Return the lines below that contain the word "this".
(RECORDS FOR PROCESSING begins)
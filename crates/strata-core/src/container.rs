//! # Library Container
//!
//! The on-disk versioned container: a named directory holding a manifest
//! record and one payload blob.
//!
//! Layout:
//! - `<dir>/<name>/manifest` — magic ("STRL") + version + entry name +
//!   version tags, postcard-encoded.
//! - `<dir>/<name>/payload.bin` — the serialized module payload.
//!
//! Lifecycle: created empty → payload attached exactly once → committed
//! (sealed, immutable) → later opened read-only. Commit stages the bundle in
//! a dot-prefixed temp directory and atomically renames it into place, so a
//! crash mid-commit never leaves a container with a valid manifest but a
//! missing payload.

use crate::primitives::{
    MANIFEST_FILE, MANIFEST_MAGIC, MANIFEST_VERSION, MAX_MANIFEST_SIZE, PAYLOAD_FILE,
};
use crate::serialize::SerializedPayload;
use crate::types::StrataError;
use serde::{Deserialize, Serialize};
use std::fs;
use std::path::{Path, PathBuf};

// =============================================================================
// VERSION TAGS
// =============================================================================

/// The container's version-tag record.
///
/// Each tag is independently optional: a library may carry any subset of
/// metadata, compiler, and IR versions.
#[derive(Debug, Clone, PartialEq, Eq, Serialize, Deserialize, Default)]
pub struct VersionTags {
    /// Metadata format version.
    pub metadata_version: Option<String>,
    /// Version of the compiler that produced the library.
    pub compiler_version: Option<String>,
    /// IR format version.
    pub ir_version: Option<String>,
}

impl VersionTags {
    /// No tags present.
    #[must_use]
    pub const fn none() -> Self {
        Self {
            metadata_version: None,
            compiler_version: None,
            ir_version: None,
        }
    }

    /// Builder: set the metadata version.
    #[must_use]
    pub fn with_metadata_version(mut self, v: impl Into<String>) -> Self {
        self.metadata_version = Some(v.into());
        self
    }

    /// Builder: set the compiler version.
    #[must_use]
    pub fn with_compiler_version(mut self, v: impl Into<String>) -> Self {
        self.compiler_version = Some(v.into());
        self
    }

    /// Builder: set the IR version.
    #[must_use]
    pub fn with_ir_version(mut self, v: impl Into<String>) -> Self {
        self.ir_version = Some(v.into());
        self
    }
}

// =============================================================================
// MANIFEST
// =============================================================================

/// The manifest record written at the head of every container.
///
/// Validated before any payload bytes are decoded (fail fast on version
/// mismatch).
#[derive(Debug, Clone, PartialEq, Eq, Serialize, Deserialize)]
pub struct Manifest {
    pub magic: [u8; 4],
    pub version: u8,
    /// The named library entry this container holds.
    pub entry_name: String,
    /// Independently-optional version tags.
    pub tags: VersionTags,
}

impl Manifest {
    /// Create a manifest with the current container version.
    #[must_use]
    pub fn new(entry_name: impl Into<String>, tags: VersionTags) -> Self {
        Self {
            magic: MANIFEST_MAGIC,
            version: MANIFEST_VERSION,
            entry_name: entry_name.into(),
            tags,
        }
    }

    /// Validate magic and version.
    pub fn validate(&self) -> Result<(), StrataError> {
        if self.magic != MANIFEST_MAGIC {
            return Err(StrataError::ContainerCorrupt(
                "Invalid manifest magic".to_string(),
            ));
        }
        if self.version != MANIFEST_VERSION {
            return Err(StrataError::ContainerCorrupt(format!(
                "Unsupported container version: {} (expected {})",
                self.version, MANIFEST_VERSION
            )));
        }
        Ok(())
    }
}

// =============================================================================
// WRITABLE CONTAINER
// =============================================================================

/// A library container being assembled for commit.
#[derive(Debug)]
pub struct LibraryContainer {
    name: String,
    tags: VersionTags,
    payload: Option<SerializedPayload>,
    sealed: bool,
}

impl LibraryContainer {
    /// Create an empty, writable container for the named library entry.
    #[must_use]
    pub fn create(name: impl Into<String>, tags: VersionTags) -> Self {
        Self {
            name: name.into(),
            tags,
            payload: None,
            sealed: false,
        }
    }

    /// The library entry name.
    #[must_use]
    pub fn name(&self) -> &str {
        &self.name
    }

    /// Check whether the container has been committed.
    #[must_use]
    pub const fn is_sealed(&self) -> bool {
        self.sealed
    }

    /// Attach the payload. Exactly-once: a second attach fails with
    /// [`StrataError::PayloadAlreadyAttached`].
    pub fn attach_payload(&mut self, payload: SerializedPayload) -> Result<(), StrataError> {
        if self.sealed {
            return Err(StrataError::ContainerSealed);
        }
        if self.payload.is_some() {
            return Err(StrataError::PayloadAlreadyAttached);
        }
        self.payload = Some(payload);
        Ok(())
    }

    /// Commit the container under `dir`, sealing it.
    ///
    /// Fails with [`StrataError::PayloadNotAttached`] if no payload was ever
    /// attached. The bundle is written to `<dir>/.<name>.tmp` and renamed to
    /// `<dir>/<name>` in one step. Returns the committed path.
    pub fn commit(&mut self, dir: &Path) -> Result<PathBuf, StrataError> {
        if self.sealed {
            return Err(StrataError::ContainerSealed);
        }
        let payload = self
            .payload
            .as_ref()
            .ok_or(StrataError::PayloadNotAttached)?;

        let manifest = Manifest::new(&self.name, self.tags.clone());
        let manifest_bytes = postcard::to_stdvec(&manifest)
            .map_err(|e| StrataError::SerializationError(e.to_string()))?;

        let staging = dir.join(format!(".{}.tmp", self.name));
        let target = dir.join(&self.name);

        // Stale staging from a previous crashed commit is discarded.
        if staging.exists() {
            fs::remove_dir_all(&staging).map_err(|e| StrataError::IoError(e.to_string()))?;
        }
        fs::create_dir_all(&staging).map_err(|e| StrataError::IoError(e.to_string()))?;
        fs::write(staging.join(MANIFEST_FILE), &manifest_bytes)
            .map_err(|e| StrataError::IoError(e.to_string()))?;
        fs::write(staging.join(PAYLOAD_FILE), payload.as_bytes())
            .map_err(|e| StrataError::IoError(e.to_string()))?;

        fs::rename(&staging, &target).map_err(|e| StrataError::IoError(e.to_string()))?;

        self.sealed = true;
        Ok(target)
    }
}

// =============================================================================
// READ-ONLY CONTAINER
// =============================================================================

/// A committed container resolved for reading.
#[derive(Debug)]
pub struct OpenContainer {
    path: PathBuf,
    manifest: Manifest,
    payload: Vec<u8>,
}

impl OpenContainer {
    /// Resolve a container at `path` for read access.
    ///
    /// - A missing directory or manifest is [`StrataError::ContainerNotFound`].
    /// - A present-but-unreadable manifest or missing payload file is
    ///   [`StrataError::ContainerCorrupt`].
    ///
    /// The manifest is validated here; payload bytes are read but not
    /// decoded until deserialization.
    pub fn open(path: &Path) -> Result<Self, StrataError> {
        if !path.is_dir() {
            return Err(StrataError::ContainerNotFound(path.to_path_buf()));
        }
        let manifest_path = path.join(MANIFEST_FILE);
        if !manifest_path.is_file() {
            return Err(StrataError::ContainerNotFound(path.to_path_buf()));
        }

        let manifest_bytes =
            fs::read(&manifest_path).map_err(|e| StrataError::IoError(e.to_string()))?;
        if manifest_bytes.len() > MAX_MANIFEST_SIZE {
            return Err(StrataError::ContainerCorrupt(
                "Manifest exceeds maximum size".to_string(),
            ));
        }
        let manifest: Manifest = postcard::from_bytes(&manifest_bytes)
            .map_err(|e| StrataError::ContainerCorrupt(format!("Malformed manifest: {}", e)))?;
        manifest.validate()?;

        let payload_path = path.join(PAYLOAD_FILE);
        if !payload_path.is_file() {
            return Err(StrataError::ContainerCorrupt(
                "Container has no payload file".to_string(),
            ));
        }
        let payload = fs::read(&payload_path).map_err(|e| StrataError::IoError(e.to_string()))?;

        Ok(Self {
            path: path.to_path_buf(),
            manifest,
            payload,
        })
    }

    /// Where this container lives on disk.
    #[must_use]
    pub fn path(&self) -> &Path {
        &self.path
    }

    /// The validated manifest.
    #[must_use]
    pub const fn manifest(&self) -> &Manifest {
        &self.manifest
    }

    /// The library entry name recorded at commit time.
    #[must_use]
    pub fn entry_name(&self) -> &str {
        &self.manifest.entry_name
    }

    /// The version tags recorded at commit time.
    #[must_use]
    pub const fn tags(&self) -> &VersionTags {
        &self.manifest.tags
    }

    /// Raw payload bytes, header included.
    #[must_use]
    pub fn payload_bytes(&self) -> &[u8] {
        &self.payload
    }
}

// =============================================================================
// TESTS
// =============================================================================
(RECORDS FOR PROCESSING ends)
→ **WRITTEN ANSWER**:
    /// The named library entry this container holds.
    /// Where this container lives on disk.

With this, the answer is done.